Your correspondent had the opportunity to sit down with the most important person on Alta’s mountain if you’re here to ski. What got him thinking about this interview was Alta’s splicing of cable on the Collins chairlift this summer. More on that in a moment. But first, our interview subject.

Shannon Corey is a fourth generation non-LDS Utahn who learned to ski from the Albion lift when she was seven. In addition to the usual mountain upbringing she played the piano from an early age (hold that thought because we’ll come back to it). After completing a degree in anthropology from the University of Utah, she found herself working at Zions Bank as a teller and vault manager. In the spring of 2005, she was held up in a bank robbery at her branch.

Not one to miss an opportunity, “I took two days of mental health recovery that they offered and went skiing.” She already had a friend who worked as a “lifty” and by that fall she’d quit her bank and hired on at Alta as a lifty herself.
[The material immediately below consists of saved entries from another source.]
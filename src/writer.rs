use std::fs::File;
use std::io::Write;
use std::path::Path;

use crate::error::{Error, ErrorKind, Result};
use crate::record::Row;

/// Builds a [`Writer`] with the given configuration.
#[derive(Clone)]
pub struct WriterBuilder {
    delimiter: u8,
}

impl Default for WriterBuilder {
    fn default() -> Self {
        Self { delimiter: b',' }
    }
}

impl WriterBuilder {
    /// Create a new [`WriterBuilder`] with default configuration.
    pub fn new() -> Self {
        Self::default()
    }

    /// Set the delimiter to be used by the created [`Writer`].
    ///
    /// This delimiter must be a single byte.
    ///
    /// Will default to a comma.
    pub fn delimiter(&mut self, delimiter: u8) -> &mut Self {
        self.delimiter = delimiter;
        self
    }

    /// Create a new [`Writer`] writing to the provided sink implementing
    /// [`std::io::Write`].
    pub fn from_writer<W: Write>(&self, writer: W) -> Writer<W> {
        Writer {
            inner: csv::WriterBuilder::new()
                .delimiter(self.delimiter)
                .flexible(true)
                .from_writer(writer),
            wrote_header: false,
        }
    }

    /// Create a new [`Writer`] writing to a file created at `path`.
    pub fn from_path<P: AsRef<Path>>(&self, path: P) -> Result<Writer<File>> {
        let path = path.as_ref();

        let file = File::create(path).map_err(|err| {
            Error::new(ErrorKind::Sink {
                path: path.to_path_buf(),
                err,
            })
        })?;

        Ok(self.from_writer(file))
    }
}

/// A header-then-rows serializer over an arbitrary sink, independent of
/// any table. Useful for producing synthetic delimited output record by
/// record.
pub struct Writer<W: Write> {
    inner: csv::Writer<W>,
    wrote_header: bool,
}

impl Writer<File> {
    /// Create a new [`Writer`] with default configuration, writing to a
    /// file created at `path`.
    pub fn from_path<P: AsRef<Path>>(path: P) -> Result<Self> {
        WriterBuilder::new().from_path(path)
    }
}

impl<W: Write> Writer<W> {
    /// Create a new [`Writer`] with default configuration, writing to the
    /// provided sink.
    pub fn from_writer(writer: W) -> Self {
        WriterBuilder::new().from_writer(writer)
    }

    /// Write the header line. Fails if a header was already written
    /// through this writer.
    pub fn write_header<I, S>(&mut self, names: I) -> Result<()>
    where
        I: IntoIterator<Item = S>,
        S: AsRef<[u8]>,
    {
        if self.wrote_header {
            return Err(Error::new(ErrorKind::AlreadySet {
                what: "writer header",
            }));
        }

        self.inner.write_record(names)?;
        self.wrote_header = true;

        Ok(())
    }

    /// Append one record of raw cells, written as-is.
    pub fn append<I, S>(&mut self, cells: I) -> Result<()>
    where
        I: IntoIterator<Item = S>,
        S: AsRef<[u8]>,
    {
        self.inner.write_record(cells)?;

        Ok(())
    }

    /// Append a table row, its cells passed through the coders of the
    /// table it came from.
    pub fn append_row(&mut self, row: &Row) -> Result<()> {
        self.append(row.to_cells())
    }

    pub fn flush(&mut self) -> Result<()> {
        self.inner.flush()?;

        Ok(())
    }

    /// Unwrap the underlying sink, flushing any buffered output.
    pub fn into_inner(self) -> Result<W> {
        self.inner
            .into_inner()
            .map_err(|err| Error::from(err.into_error()))
    }
}

#[cfg(test)]
mod tests {
    use super::*;

    use crate::coder::FnCoder;
    use crate::record::Record;
    use crate::table::Table;

    fn contents(writer: Writer<Vec<u8>>) -> String {
        String::from_utf8(writer.into_inner().unwrap()).unwrap()
    }

    #[test]
    fn test_header_then_rows() {
        let mut writer = Writer::from_writer(Vec::new());

        writer.write_header(["name", "age"]).unwrap();
        writer.append(["Colby", "25"]).unwrap();
        writer.append(["Sarah", "22"]).unwrap();

        assert_eq!(contents(writer), "name,age\nColby,25\nSarah,22\n");
    }

    #[test]
    fn test_header_can_only_be_written_once() {
        let mut writer = Writer::from_writer(Vec::new());

        writer.write_header(["name"]).unwrap();

        let err = writer.write_header(["name"]).unwrap_err();
        assert_eq!(err.to_string(), "writer header has already been set");
    }

    #[test]
    fn test_custom_delimiter_and_quoting() {
        let mut builder = WriterBuilder::new();
        builder.delimiter(b'\t');

        let mut writer = builder.from_writer(Vec::new());

        writer.write_header(["name", "note"]).unwrap();
        writer.append(["Colby", "says \"hi\"\tloudly"]).unwrap();

        assert_eq!(
            contents(writer),
            "name\tnote\nColby\t\"says \"\"hi\"\"\tloudly\"\n"
        );
    }

    #[test]
    fn test_append_row_applies_coders() {
        let mut table = Table::builder()
            .coder(
                "age",
                FnCoder::new(
                    |v: &str| format!("{}y", v),
                    |v: &str| v.trim_end_matches('y').to_string(),
                ),
            )
            .from_rows(["name", "age"], [Record::from(["Colby", "25y"])])
            .unwrap();

        let mut writer = Writer::from_writer(Vec::new());
        writer.write_header(table.display_header()).unwrap();

        let row = table.first().unwrap().unwrap();
        writer.append_row(&row).unwrap();

        assert_eq!(contents(writer), "name,age\nColby,25y\n");
    }
}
Thus started her great love affair with the Collins lift. “I’m not sure if it was a personality fit or what, by I just loved Collins.” And while each chair has a personality, Collins has her heart.

She never looked back (certainly on banking at least) and ran the through a rapid list of positions, lifty, then eight years Collins lift maintenance, roving foreman, etc, until arriving at the summit of Alta’s chairs after 17 years in Alta.

Shannon Corey

This is where her music background reenters the story. “The chairs all are living things. They have unique vibrations and there’s harmonics, and you learn to listen to their sounds. That’s how you know when there’s something off, a sheave wheel vs a bad bearing. That sort of thing.”

Fascinating history aside, Canyon Blog was keen to learn the how and why on splicing Collins’ “haul rope” as they call the main chairlift cable. The first thing to know is that Collins is two chairlifts in one. Both drives are at the elbow with the return terminals at the top and bottom. At those points there are two hydraulic rams that can take up the slack as more or less people mount the chair or the environmental conditions change. Over time, the haul rope stretches with use and so they have to cut out some of the slack.

As you can see from the photos it’s a highly technical and dangerous job. To cut out the five feet removed this year, Shannon and her crew had to drop a section off the towers, place plate clamps on either side of the section to be removed, pull up some of the slack from each end and then cut it out. The trickiest part though is the re-splicing of the cable. For that they bring in an expert from Wyoming. Then it’s simply rehanging the cable. Easy? Your correspondent thinks not…

What else has she to say of her decades in Little Cottonwood? This, “This place works for you or it doesn’t – those of us who fall in love with her, it’s simultaneously so big and so small. But there’s a harmony and I just love how the natural element play.” A musician’s heart for sure.